WORK INSTRUCTIONS
Return every line of the data that contains the string "stderr".

Saved data entries:
========================

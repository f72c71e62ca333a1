//! Terminal interaction for Retro.
//!
//! Prompts go through dialoguer when stdin is a terminal.

use std::io::ErrorKind;

use dialoguer::{theme::ColorfulTheme, Confirm, Input};

use crate::knowledge::KnowledgeStats;
use crate::session::Operator;
use crate::RetroResult;

/// Operator backed by terminal prompts.
pub struct TerminalOperator {
    theme: ColorfulTheme,
}

impl TerminalOperator {
    /// Creates a terminal operator.
    pub fn new() -> Self {
        Self {
            theme: ColorfulTheme::default(),
        }
    }
}

impl Default for TerminalOperator {
    fn default() -> Self {
        Self::new()
    }
}

impl Operator for TerminalOperator {
    fn read_line(&mut self, prompt: &str) -> RetroResult<Option<String>> {
        let line = Input::<String>::with_theme(&self.theme)
            .with_prompt(prompt)
            .allow_empty(true)
            .interact_text();

        match line {
            Ok(line) => Ok(Some(line.trim().to_string())),
            // Ctrl-D / Ctrl-C end the session like `exit`
            Err(dialoguer::Error::IO(e))
                if matches!(e.kind(), ErrorKind::UnexpectedEof | ErrorKind::Interrupted) =>
            {
                Ok(None)
            }
            Err(e) => Err(e.into()),
        }
    }

    fn confirm(&mut self, prompt: &str) -> RetroResult<bool> {
        let answer = Confirm::with_theme(&self.theme)
            .with_prompt(prompt)
            .default(false)
            .interact()?;
        Ok(answer)
    }
}

/// Shows a summary of the knowledge base.
pub fn show_stats_summary(stats: &KnowledgeStats) {
    println!("\n📊 Knowledge Summary\n");
    println!("┌─────────────────────────────────────────┐");
    println!("│ Sections                                │");
    println!("├─────────────────────────────────────────┤");
    println!("│ Personal: {:<29} │", stats.personal);
    println!("│ TFT: {:<34} │", stats.tft);
    println!("│ Generated: {:<28} │", stats.generated);
    println!("│ Archived patches: {:<21} │", stats.archived_patches);
    println!("├─────────────────────────────────────────┤");
    println!(
        "│ Patch: {:<32} │",
        stats.patch.as_deref().unwrap_or("none")
    );
    println!("└─────────────────────────────────────────┘");
    println!();
}
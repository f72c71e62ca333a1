use anyhow::Context;
use clap::Parser;
use retro::cli::{Cli, Commands};
use retro::types::config::Config;
use tracing_subscriber::{fmt, prelude::*, EnvFilter};

#[tokio::main(flavor = "current_thread")]
async fn main() -> anyhow::Result<()> {
    let cli = Cli::parse();

    // Load configuration first (no logging yet)
    let config = Config::load_or_default(&cli.config)
        .with_context(|| format!("Failed to load configuration from {}", cli.config.display()))?;

    // Determine log level: CLI flags take precedence over config
    let log_level = if cli.quiet {
        "error".to_string()
    } else if cli.verbose {
        "debug".to_string()
    } else {
        config.general.log_level.clone()
    };

    let filter = EnvFilter::from_default_env().add_directive(
        format!("retro={}", log_level)
            .parse()
            .unwrap_or_else(|_| "retro=warn".parse().expect("fallback directive is valid")),
    );

    let registry = tracing_subscriber::registry().with(filter);
    if config.general.log_format == "json" {
        registry
            .with(fmt::layer().json().with_writer(std::io::stderr))
            .init();
    } else {
        registry
            .with(fmt::layer().with_writer(std::io::stderr))
            .init();
    }

    tracing::debug!("Configuration loaded from: {}", cli.config.display());

    match cli.command {
        Commands::Init { path } => {
            retro::cli::commands::init(path)?;
        }
        Commands::Chat => {
            retro::cli::commands::chat(&config)
                .await
                .context("Session ended with an error")?;
        }
        Commands::Ask { question } => {
            retro::cli::commands::ask(&question, &config)?;
        }
        Commands::Teach {
            question,
            answer,
            details,
            category,
        } => {
            retro::cli::commands::teach(&question, &answer, details, category, &config)?;
        }
        Commands::Expand => {
            retro::cli::commands::expand(&config)?;
        }
        Commands::UpdateTft { patch, input } => {
            retro::cli::commands::update_tft(&patch, &input, &config)
                .with_context(|| format!("Failed to install TFT patch {}", patch))?;
        }
        Commands::Solve { expression } => {
            retro::cli::commands::solve(&expression);
        }
        Commands::Qr { data, output } => {
            retro::cli::commands::qr(&data, output, &config)?;
        }
        Commands::Stats => {
            retro::cli::commands::stats(&config)?;
        }
        Commands::Version => {
            retro::cli::commands::version();
        }
    }

    Ok(())
}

========================

REPLY TO THE EXERCISE
            .with(fmt::layer().json().with_writer(std::io::stderr))
            .with(fmt::layer().with_writer(std::io::stderr))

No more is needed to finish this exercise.